** Opening DATA SUPPLIED block **

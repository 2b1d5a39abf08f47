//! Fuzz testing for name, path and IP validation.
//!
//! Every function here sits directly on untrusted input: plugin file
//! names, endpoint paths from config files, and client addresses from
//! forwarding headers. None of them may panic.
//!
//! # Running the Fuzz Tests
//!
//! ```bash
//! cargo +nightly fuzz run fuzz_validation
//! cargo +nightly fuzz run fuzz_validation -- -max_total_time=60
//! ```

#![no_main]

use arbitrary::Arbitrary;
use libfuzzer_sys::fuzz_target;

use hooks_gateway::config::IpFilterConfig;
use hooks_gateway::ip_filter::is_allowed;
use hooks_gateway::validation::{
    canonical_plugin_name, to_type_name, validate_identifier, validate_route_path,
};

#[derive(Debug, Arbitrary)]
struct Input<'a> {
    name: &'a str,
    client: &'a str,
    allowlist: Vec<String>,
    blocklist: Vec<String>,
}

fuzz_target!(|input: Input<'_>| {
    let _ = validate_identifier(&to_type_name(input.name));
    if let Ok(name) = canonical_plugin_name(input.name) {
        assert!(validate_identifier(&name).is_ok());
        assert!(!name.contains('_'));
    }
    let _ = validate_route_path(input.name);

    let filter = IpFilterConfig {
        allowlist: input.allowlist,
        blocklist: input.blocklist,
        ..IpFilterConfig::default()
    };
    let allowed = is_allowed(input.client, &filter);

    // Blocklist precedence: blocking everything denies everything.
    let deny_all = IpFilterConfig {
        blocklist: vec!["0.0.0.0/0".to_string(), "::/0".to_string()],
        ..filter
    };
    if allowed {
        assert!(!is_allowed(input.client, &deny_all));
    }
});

** Closing DATA SUPPLIED block **

» YOUR INSTRUCTIONS
Return every record, word for word.

» EXERCISE RESPONSE
repository 2b1d5a39abf08f47
//! Fuzz testing for name, path and IP validation.
//!
//! Every function here sits directly on untrusted input: plugin file
//! names, endpoint paths from config files, and client addresses from
//! forwarding headers. None of them may panic.
//!
//! # Running the Fuzz Tests
//!
//! ```bash
//! cargo +nightly fuzz run fuzz_validation
//! cargo +nightly fuzz run fuzz_validation -- -max_total_time=60
//! ```

#![no_main]

use arbitrary::Arbitrary;
use libfuzzer_sys::fuzz_target;

use hooks_gateway::config::IpFilterConfig;
use hooks_gateway::ip_filter::is_allowed;
use hooks_gateway::validation::{
    canonical_plugin_name, to_type_name, validate_identifier, validate_route_path,
};

#[derive(Debug, Arbitrary)]
struct Input<'a> {
    name: &'a str,
    client: &'a str,
    allowlist: Vec<String>,
    blocklist: Vec<String>,
}

fuzz_target!(|input: Input<'_>| {
    let _ = validate_identifier(&to_type_name(input.name));
    if let Ok(name) = canonical_plugin_name(input.name) {
        assert!(validate_identifier(&name).is_ok());
        assert!(!name.contains('_'));
    }
    let _ = validate_route_path(input.name);

    let filter = IpFilterConfig {
        allowlist: input.allowlist,
        blocklist: input.blocklist,
        ..IpFilterConfig::default()
    };
    let allowed = is_allowed(input.client, &filter);

    // Blocklist precedence: blocking everything denies everything.
    let deny_all = IpFilterConfig {
        blocklist: vec!["0.0.0.0/0".to_string(), "::/0".to_string()],
        ..filter
    };
    if allowed {
        assert!(!is_allowed(input.client, &deny_all));
    }
});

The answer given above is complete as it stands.